Nitric Acid is a tough acid with the chemical formula HNO3. Its theoretical form is colorless, but as it ages, it turns into a yellow cast. This color seems to be due to the breakdown of Nitric acid into oxides of nitrogen and water. It is very corrosive and highly toxic. It causes harsh skin burns. It reacts with hydroxides, metals, and oxides to form nitrate salts.
HNO3 is used in the form of a strong oxidizing agent. The catalytic oxidation of ammonia can produce it. It is a common reagent used in laboratories and an important chemical used in different industries to produce explosives and fertilizers. The PH of Nitric acid is something like 3.01.
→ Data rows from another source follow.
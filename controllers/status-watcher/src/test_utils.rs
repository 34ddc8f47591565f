//! Test utilities for the watch loop
//!
//! Object builders, a hand-fed change stream standing in for the API server,
//! and a handler that records what it was given.

use crate::subscription::{ChangeError, ChangeStream, EventHandler};
use crds::Cluster;
use futures::StreamExt;
use futures::channel::mpsc;
use kube::core::{ApiResource, DynamicObject};
use kube_runtime::watcher;
use serde_json::{Value, json};
use std::sync::{Arc, Mutex};
use std::time::Duration;
use tokio::sync::Notify;

/// ApiResource of the Cluster API `Cluster` kind
pub fn cluster_resource() -> ApiResource {
    ApiResource::erase::<Cluster>(&())
}

/// Untyped Cluster in namespace "default" with the given conditions
pub fn cluster(name: &str, resource_version: &str, conditions: Value) -> DynamicObject {
    let mut obj = DynamicObject::new(name, &cluster_resource())
        .within("default")
        .data(json!({
            "spec": {"paused": false},
            "status": {"phase": "Provisioned", "conditions": conditions}
        }));
    obj.metadata.resource_version = Some(resource_version.to_string());
    obj.metadata.uid = Some(format!("uid-{}", name));
    obj
}

/// Cluster whose only condition is `Ready=<status>`
pub fn ready_cluster(name: &str, resource_version: &str, status: &str) -> DynamicObject {
    cluster(
        name,
        resource_version,
        json!([{"type": "Ready", "status": status, "lastTransitionTime": "2024-01-01T00:00:00Z"}]),
    )
}

/// Sending half of a hand-fed change stream
#[derive(Clone)]
pub struct ChangeFeed {
    tx: mpsc::UnboundedSender<Result<watcher::Event<DynamicObject>, ChangeError>>,
}

/// A change stream and the feed that drives it
pub fn change_stream() -> (ChangeFeed, ChangeStream) {
    let (tx, rx) = mpsc::unbounded();
    (ChangeFeed { tx }, rx.boxed())
}

impl ChangeFeed {
    /// Sends a raw watcher event
    pub fn send(&self, event: watcher::Event<DynamicObject>) {
        self.tx.unbounded_send(Ok(event)).unwrap();
    }

    /// Sends a complete list: Init, one InitApply per object, InitDone
    pub fn list(&self, objects: Vec<DynamicObject>) {
        self.send(watcher::Event::Init);
        for obj in objects {
            self.send(watcher::Event::InitApply(obj));
        }
        self.send(watcher::Event::InitDone);
    }

    /// Sends a live add/update
    pub fn apply(&self, obj: DynamicObject) {
        self.send(watcher::Event::Apply(obj));
    }

    /// Sends a live delete
    pub fn delete(&self, obj: DynamicObject) {
        self.send(watcher::Event::Delete(obj));
    }

    /// Sends a transient stream error
    pub fn error(&self, message: &str) {
        self.tx.unbounded_send(Err(message.into())).unwrap();
    }

    /// Ends the stream
    pub fn close(&self) {
        self.tx.close_channel();
    }
}

/// Handler recording `add:<name>:<rv>`, `update:<name>:<old rv>-><new rv>`
/// and `delete:<name>` lines
#[derive(Clone, Default)]
pub struct RecordingHandler {
    seen: Arc<Mutex<Vec<String>>>,
    notify: Arc<Notify>,
}

impl RecordingHandler {
    /// Everything recorded so far
    pub fn seen(&self) -> Vec<String> {
        self.seen.lock().unwrap().clone()
    }

    /// Waits until `count` lines were recorded; false on timeout
    pub async fn wait_for(&self, count: usize) -> bool {
        let wait = async {
            loop {
                let notified = self.notify.notified();
                if self.seen.lock().unwrap().len() >= count {
                    return;
                }
                notified.await;
            }
        };
        tokio::time::timeout(Duration::from_secs(5), wait).await.is_ok()
    }

    fn record(&self, line: String) {
        self.seen.lock().unwrap().push(line);
        self.notify.notify_waiters();
    }
}

fn name(obj: &DynamicObject) -> &str {
    obj.metadata.name.as_deref().unwrap_or("<none>")
}

fn version(obj: &DynamicObject) -> &str {
    obj.metadata.resource_version.as_deref().unwrap_or("-")
}

#[async_trait::async_trait]
impl EventHandler for RecordingHandler {
    async fn on_add(&self, obj: &DynamicObject) {
        self.record(format!("add:{}:{}", name(obj), version(obj)));
    }

    async fn on_update(&self, old: &DynamicObject, new: &DynamicObject) {
        self.record(format!("update:{}:{}->{}", name(new), version(old), version(new)));
    }

    async fn on_delete(&self, obj: &DynamicObject) {
        self.record(format!("delete:{}", name(obj)));
    }
}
Nitric acid molecules have three oxygen atoms, one nitrogen atom, and one hydrogen atom. In HNO3 molecules, one of the oxygen atoms is double-bonded to the middle nitrogen atom. Another oxygen atom is singly bonded to the middle nitrogen atom and singly bonded to an atom of hydrogen. The ultimate oxygen atom in the nitric acid molecule has a charge of -1 and is singly bonded to the middle nitrogen atom. As the nitrogen atom in the middle of the molecule participates in four covalent bonds, it has a charge of +1. Thus, the net charge on the molecule of nitric acid is 0. It can be distinguished that the charges in these molecules can be delocalized due to resonance.
Uses of Nitric acid
Ammonium nitrate is produced using nitric acid, which produces different dyes, fertilizers, and plastic. Explosives such as TNT require nitric acid to be produced. It is used in the form of an oxidizer in liquid-fueled rockets. In electrochemistry, it is used in the form of a doping agent.